## Problem requirements
Reproduce the top of the data verbatim, through and including the line that contains "pub fn new(token: impl".

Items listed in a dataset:
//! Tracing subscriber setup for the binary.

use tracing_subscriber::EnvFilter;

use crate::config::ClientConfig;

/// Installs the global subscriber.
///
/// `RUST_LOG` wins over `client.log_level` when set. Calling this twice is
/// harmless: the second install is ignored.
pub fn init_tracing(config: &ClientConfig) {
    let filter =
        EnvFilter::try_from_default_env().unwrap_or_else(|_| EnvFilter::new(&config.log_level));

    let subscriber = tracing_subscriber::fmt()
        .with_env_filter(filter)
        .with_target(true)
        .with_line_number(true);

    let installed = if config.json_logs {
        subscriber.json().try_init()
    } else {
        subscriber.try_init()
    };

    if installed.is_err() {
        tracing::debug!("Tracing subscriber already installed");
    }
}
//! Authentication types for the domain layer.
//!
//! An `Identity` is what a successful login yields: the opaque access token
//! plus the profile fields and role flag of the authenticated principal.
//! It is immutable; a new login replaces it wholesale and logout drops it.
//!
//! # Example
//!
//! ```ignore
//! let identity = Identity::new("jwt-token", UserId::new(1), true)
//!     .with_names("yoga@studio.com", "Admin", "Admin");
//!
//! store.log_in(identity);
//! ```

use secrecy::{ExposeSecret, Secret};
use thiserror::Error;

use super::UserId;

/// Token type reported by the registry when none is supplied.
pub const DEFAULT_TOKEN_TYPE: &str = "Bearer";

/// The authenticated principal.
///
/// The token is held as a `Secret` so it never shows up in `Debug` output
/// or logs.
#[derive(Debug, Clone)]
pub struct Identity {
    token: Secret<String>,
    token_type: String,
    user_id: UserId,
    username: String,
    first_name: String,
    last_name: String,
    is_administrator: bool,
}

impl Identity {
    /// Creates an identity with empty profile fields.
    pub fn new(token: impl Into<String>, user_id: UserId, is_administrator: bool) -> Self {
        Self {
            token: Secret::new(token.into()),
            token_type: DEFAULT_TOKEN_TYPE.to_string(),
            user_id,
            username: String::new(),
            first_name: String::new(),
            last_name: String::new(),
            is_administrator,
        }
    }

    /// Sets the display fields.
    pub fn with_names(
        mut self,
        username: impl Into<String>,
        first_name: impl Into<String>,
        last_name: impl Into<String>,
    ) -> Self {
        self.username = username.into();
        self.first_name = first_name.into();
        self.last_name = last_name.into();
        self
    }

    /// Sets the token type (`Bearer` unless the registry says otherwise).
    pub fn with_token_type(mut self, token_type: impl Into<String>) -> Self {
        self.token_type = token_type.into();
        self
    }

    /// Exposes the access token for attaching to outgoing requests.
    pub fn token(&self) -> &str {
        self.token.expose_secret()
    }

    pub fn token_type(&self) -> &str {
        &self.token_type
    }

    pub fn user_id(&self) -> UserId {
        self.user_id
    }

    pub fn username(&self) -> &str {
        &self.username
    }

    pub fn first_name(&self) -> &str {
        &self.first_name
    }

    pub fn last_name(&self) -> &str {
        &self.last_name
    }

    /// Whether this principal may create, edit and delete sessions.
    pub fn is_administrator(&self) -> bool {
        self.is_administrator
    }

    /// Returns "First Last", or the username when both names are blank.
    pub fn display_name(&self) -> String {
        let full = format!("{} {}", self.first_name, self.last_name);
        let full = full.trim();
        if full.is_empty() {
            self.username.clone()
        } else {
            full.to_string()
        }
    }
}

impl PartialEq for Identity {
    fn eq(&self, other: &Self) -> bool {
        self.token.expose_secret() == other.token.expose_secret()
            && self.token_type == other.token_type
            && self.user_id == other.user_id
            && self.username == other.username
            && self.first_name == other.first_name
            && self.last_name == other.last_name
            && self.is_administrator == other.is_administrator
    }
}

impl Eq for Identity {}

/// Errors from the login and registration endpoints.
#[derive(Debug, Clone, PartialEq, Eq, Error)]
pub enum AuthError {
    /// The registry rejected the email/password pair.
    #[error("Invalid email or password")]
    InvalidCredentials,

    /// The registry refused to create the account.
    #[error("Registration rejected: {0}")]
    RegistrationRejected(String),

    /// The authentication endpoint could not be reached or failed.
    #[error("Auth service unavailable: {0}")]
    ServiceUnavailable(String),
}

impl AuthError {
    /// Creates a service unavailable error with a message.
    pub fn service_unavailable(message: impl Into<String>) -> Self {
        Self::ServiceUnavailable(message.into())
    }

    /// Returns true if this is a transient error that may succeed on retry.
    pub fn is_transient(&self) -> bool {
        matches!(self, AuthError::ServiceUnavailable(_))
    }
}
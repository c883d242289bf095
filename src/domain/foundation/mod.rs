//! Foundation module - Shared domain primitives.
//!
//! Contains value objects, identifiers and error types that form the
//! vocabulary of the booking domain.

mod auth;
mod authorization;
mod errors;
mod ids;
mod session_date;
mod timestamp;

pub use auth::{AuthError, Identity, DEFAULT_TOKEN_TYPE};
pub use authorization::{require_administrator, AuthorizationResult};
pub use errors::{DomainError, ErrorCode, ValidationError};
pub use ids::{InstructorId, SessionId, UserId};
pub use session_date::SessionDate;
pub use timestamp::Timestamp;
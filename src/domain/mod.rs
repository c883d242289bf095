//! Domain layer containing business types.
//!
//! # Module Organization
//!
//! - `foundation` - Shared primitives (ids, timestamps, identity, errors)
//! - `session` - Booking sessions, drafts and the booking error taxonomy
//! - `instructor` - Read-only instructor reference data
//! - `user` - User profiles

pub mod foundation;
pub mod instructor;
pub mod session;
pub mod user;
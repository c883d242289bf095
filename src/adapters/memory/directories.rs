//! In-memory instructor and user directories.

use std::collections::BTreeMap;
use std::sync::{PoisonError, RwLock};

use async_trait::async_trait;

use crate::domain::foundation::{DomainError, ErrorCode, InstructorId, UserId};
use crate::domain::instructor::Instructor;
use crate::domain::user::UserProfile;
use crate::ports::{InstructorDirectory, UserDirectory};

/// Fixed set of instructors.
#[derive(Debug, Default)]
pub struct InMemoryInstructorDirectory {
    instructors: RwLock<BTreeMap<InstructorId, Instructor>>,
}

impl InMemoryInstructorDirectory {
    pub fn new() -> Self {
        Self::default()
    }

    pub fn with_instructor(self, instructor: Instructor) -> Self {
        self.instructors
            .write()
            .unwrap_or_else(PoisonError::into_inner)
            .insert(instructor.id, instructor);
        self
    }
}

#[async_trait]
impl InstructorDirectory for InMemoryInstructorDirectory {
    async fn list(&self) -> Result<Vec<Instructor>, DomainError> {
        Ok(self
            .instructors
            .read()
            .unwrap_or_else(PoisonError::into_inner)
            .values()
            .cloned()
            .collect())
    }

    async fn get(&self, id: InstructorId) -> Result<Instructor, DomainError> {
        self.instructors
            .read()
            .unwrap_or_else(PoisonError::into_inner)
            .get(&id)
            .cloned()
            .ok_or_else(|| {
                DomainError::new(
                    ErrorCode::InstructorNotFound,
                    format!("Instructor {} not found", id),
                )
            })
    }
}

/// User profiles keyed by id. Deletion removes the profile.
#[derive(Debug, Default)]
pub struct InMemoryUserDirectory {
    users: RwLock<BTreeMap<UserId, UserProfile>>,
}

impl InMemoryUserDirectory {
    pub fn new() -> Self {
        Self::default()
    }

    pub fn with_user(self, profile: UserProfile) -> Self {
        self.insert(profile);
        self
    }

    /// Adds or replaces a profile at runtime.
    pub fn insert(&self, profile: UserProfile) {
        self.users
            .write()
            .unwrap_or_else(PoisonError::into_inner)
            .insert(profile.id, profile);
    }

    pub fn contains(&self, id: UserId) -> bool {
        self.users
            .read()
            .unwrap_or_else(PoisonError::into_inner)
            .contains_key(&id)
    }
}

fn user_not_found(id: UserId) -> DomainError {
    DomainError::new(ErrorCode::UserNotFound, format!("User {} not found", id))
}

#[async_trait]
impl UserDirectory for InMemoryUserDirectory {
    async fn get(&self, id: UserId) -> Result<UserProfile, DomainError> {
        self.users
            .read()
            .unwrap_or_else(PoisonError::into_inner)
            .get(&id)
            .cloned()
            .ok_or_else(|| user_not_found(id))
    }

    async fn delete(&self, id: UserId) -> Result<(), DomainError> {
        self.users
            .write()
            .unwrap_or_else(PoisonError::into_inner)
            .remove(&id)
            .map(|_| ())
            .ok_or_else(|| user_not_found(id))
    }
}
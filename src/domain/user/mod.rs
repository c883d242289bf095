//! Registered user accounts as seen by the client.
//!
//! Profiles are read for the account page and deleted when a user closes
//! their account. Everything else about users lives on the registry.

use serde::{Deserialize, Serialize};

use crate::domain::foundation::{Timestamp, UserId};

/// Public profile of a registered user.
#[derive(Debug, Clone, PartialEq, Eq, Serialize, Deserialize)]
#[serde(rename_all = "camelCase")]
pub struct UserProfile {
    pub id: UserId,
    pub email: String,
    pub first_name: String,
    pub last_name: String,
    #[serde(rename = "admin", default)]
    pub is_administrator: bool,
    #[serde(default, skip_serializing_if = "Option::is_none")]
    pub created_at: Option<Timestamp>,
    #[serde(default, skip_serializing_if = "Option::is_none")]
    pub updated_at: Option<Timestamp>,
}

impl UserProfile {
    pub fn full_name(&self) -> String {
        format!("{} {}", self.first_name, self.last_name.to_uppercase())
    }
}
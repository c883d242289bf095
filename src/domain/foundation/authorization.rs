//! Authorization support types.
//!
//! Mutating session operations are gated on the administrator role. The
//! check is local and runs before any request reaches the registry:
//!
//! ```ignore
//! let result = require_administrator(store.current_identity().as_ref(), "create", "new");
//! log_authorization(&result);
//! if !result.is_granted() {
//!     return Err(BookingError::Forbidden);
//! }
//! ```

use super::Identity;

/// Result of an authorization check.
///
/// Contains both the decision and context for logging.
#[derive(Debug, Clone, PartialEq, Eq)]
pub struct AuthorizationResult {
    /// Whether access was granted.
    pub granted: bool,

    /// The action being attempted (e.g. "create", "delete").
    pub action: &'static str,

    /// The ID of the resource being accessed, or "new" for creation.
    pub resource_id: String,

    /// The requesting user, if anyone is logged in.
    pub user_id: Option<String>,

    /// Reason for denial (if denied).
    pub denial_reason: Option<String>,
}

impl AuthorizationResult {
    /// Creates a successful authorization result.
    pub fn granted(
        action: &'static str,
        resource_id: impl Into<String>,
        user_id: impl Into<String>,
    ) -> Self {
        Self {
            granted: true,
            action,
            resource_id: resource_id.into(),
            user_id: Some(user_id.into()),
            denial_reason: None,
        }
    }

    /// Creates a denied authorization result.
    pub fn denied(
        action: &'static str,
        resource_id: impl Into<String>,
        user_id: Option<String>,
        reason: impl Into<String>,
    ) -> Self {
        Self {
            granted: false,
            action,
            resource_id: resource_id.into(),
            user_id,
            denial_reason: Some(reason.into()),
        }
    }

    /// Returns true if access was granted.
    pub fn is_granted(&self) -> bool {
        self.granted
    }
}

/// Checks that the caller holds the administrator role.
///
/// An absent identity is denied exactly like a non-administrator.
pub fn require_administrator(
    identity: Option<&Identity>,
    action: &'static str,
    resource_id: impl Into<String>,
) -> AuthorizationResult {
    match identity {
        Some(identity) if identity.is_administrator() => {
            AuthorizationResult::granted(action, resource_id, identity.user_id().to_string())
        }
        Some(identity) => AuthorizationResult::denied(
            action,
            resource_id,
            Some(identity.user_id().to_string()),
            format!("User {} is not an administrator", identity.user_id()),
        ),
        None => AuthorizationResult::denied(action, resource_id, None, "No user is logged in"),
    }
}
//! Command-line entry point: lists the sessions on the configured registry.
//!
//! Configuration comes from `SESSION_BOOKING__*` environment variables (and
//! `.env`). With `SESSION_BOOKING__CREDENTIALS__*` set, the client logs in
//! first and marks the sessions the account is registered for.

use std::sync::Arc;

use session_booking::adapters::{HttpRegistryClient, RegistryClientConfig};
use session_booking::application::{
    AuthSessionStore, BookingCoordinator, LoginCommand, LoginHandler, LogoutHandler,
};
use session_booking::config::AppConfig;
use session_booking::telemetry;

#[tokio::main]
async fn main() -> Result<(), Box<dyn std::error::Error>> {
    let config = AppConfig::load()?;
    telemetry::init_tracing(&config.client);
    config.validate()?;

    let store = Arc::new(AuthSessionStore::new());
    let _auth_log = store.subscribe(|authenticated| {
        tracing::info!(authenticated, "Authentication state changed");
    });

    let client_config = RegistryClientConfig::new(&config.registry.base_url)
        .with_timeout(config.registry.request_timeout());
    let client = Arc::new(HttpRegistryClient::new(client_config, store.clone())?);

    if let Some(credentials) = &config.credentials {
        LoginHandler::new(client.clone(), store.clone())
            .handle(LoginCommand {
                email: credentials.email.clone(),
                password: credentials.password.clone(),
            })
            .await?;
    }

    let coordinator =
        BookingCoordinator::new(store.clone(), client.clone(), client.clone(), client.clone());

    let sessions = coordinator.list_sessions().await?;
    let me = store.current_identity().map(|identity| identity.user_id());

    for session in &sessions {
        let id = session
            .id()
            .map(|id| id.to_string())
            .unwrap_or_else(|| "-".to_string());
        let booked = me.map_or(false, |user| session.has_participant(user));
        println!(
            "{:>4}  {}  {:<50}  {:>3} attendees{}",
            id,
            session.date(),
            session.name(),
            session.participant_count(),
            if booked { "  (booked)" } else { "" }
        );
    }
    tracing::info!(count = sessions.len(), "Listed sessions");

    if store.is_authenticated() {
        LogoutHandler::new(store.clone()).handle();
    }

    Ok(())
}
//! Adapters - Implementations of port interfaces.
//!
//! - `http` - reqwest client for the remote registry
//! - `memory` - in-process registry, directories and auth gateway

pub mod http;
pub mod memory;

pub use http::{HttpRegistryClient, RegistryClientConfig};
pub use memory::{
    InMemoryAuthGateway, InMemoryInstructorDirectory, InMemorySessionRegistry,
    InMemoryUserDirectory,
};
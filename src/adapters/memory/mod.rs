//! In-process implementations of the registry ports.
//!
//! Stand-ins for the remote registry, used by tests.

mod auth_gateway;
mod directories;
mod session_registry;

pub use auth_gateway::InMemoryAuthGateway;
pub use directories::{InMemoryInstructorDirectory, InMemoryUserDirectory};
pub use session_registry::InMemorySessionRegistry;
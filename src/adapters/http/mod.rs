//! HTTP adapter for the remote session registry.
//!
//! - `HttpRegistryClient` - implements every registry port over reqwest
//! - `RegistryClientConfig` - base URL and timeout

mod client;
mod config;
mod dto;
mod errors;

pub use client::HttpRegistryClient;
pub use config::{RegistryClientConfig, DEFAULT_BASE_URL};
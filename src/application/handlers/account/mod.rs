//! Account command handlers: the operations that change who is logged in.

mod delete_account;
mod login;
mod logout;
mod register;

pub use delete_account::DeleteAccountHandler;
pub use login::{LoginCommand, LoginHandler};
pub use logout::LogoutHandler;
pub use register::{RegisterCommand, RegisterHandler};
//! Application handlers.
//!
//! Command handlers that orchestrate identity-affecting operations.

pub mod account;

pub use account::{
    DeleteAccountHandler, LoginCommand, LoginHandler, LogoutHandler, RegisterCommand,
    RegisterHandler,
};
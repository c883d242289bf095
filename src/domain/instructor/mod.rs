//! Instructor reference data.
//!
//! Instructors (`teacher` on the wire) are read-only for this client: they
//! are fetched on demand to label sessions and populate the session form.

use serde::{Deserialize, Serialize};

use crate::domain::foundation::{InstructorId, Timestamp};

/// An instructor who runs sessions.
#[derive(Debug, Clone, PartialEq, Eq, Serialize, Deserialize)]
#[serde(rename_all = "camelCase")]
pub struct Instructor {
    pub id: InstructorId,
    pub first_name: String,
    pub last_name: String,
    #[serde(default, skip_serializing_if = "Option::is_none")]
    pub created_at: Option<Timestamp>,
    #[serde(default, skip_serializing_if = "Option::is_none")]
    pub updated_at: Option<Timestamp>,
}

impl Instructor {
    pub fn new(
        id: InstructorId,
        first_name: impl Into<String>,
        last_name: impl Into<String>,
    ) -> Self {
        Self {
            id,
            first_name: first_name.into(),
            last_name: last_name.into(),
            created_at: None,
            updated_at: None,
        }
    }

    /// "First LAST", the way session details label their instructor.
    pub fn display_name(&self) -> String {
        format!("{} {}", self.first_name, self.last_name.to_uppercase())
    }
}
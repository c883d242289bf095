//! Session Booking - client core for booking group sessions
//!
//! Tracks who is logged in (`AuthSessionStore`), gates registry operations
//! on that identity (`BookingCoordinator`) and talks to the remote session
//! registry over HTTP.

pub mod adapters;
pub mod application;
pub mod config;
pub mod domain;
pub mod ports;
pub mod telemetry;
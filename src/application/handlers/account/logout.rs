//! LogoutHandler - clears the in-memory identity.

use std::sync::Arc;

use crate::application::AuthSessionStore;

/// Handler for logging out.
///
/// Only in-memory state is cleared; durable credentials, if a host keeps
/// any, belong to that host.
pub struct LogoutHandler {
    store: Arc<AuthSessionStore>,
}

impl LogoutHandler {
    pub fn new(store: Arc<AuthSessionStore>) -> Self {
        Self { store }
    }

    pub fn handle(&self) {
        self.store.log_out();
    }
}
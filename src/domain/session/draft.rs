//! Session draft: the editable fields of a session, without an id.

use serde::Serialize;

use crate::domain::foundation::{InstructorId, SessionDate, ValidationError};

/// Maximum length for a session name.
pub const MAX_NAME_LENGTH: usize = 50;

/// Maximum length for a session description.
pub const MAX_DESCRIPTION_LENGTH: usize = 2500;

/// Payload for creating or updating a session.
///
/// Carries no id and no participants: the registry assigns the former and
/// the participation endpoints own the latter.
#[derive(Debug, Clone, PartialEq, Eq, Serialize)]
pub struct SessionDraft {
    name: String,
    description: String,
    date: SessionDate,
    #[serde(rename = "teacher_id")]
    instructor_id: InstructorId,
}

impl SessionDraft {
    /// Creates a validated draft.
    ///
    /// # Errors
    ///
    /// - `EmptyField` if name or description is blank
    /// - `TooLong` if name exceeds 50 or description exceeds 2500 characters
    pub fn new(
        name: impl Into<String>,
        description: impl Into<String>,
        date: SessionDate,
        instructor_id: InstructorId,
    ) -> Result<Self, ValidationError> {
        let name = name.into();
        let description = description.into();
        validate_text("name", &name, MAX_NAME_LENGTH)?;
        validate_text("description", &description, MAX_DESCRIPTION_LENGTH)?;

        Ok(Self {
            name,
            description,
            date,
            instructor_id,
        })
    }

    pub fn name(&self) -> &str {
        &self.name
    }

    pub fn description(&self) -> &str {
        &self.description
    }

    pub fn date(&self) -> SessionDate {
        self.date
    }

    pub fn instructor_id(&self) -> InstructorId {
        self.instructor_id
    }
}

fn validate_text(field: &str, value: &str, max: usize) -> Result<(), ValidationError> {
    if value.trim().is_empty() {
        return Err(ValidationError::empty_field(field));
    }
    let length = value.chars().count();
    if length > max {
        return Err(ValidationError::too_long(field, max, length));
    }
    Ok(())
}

## Exercise answer
//! Tracing subscriber setup for the binary.

use tracing_subscriber::EnvFilter;

use crate::config::ClientConfig;

/// Installs the global subscriber.
///
/// `RUST_LOG` wins over `client.log_level` when set. Calling this twice is
/// harmless: the second install is ignored.
pub fn init_tracing(config: &ClientConfig) {
    let filter =
        EnvFilter::try_from_default_env().unwrap_or_else(|_| EnvFilter::new(&config.log_level));

    let subscriber = tracing_subscriber::fmt()
        .with_env_filter(filter)
        .with_target(true)
        .with_line_number(true);

    let installed = if config.json_logs {
        subscriber.json().try_init()
    } else {
        subscriber.try_init()
    };

    if installed.is_err() {
        tracing::debug!("Tracing subscriber already installed");
    }
}
//! Authentication types for the domain layer.
//!
//! An `Identity` is what a successful login yields: the opaque access token
//! plus the profile fields and role flag of the authenticated principal.
//! It is immutable; a new login replaces it wholesale and logout drops it.
//!
//! # Example
//!
//! ```ignore
//! let identity = Identity::new("jwt-token", UserId::new(1), true)
//!     .with_names("yoga@studio.com", "Admin", "Admin");
//!
//! store.log_in(identity);
//! ```

use secrecy::{ExposeSecret, Secret};
use thiserror::Error;

use super::UserId;

/// Token type reported by the registry when none is supplied.
pub const DEFAULT_TOKEN_TYPE: &str = "Bearer";

/// The authenticated principal.
///
/// The token is held as a `Secret` so it never shows up in `Debug` output
/// or logs.
#[derive(Debug, Clone)]
pub struct Identity {
    token: Secret<String>,
    token_type: String,
    user_id: UserId,
    username: String,
    first_name: String,
    last_name: String,
    is_administrator: bool,
}

impl Identity {
    /// Creates an identity with empty profile fields.
    pub fn new(token: impl Into<String>, user_id: UserId, is_administrator: bool) -> Self {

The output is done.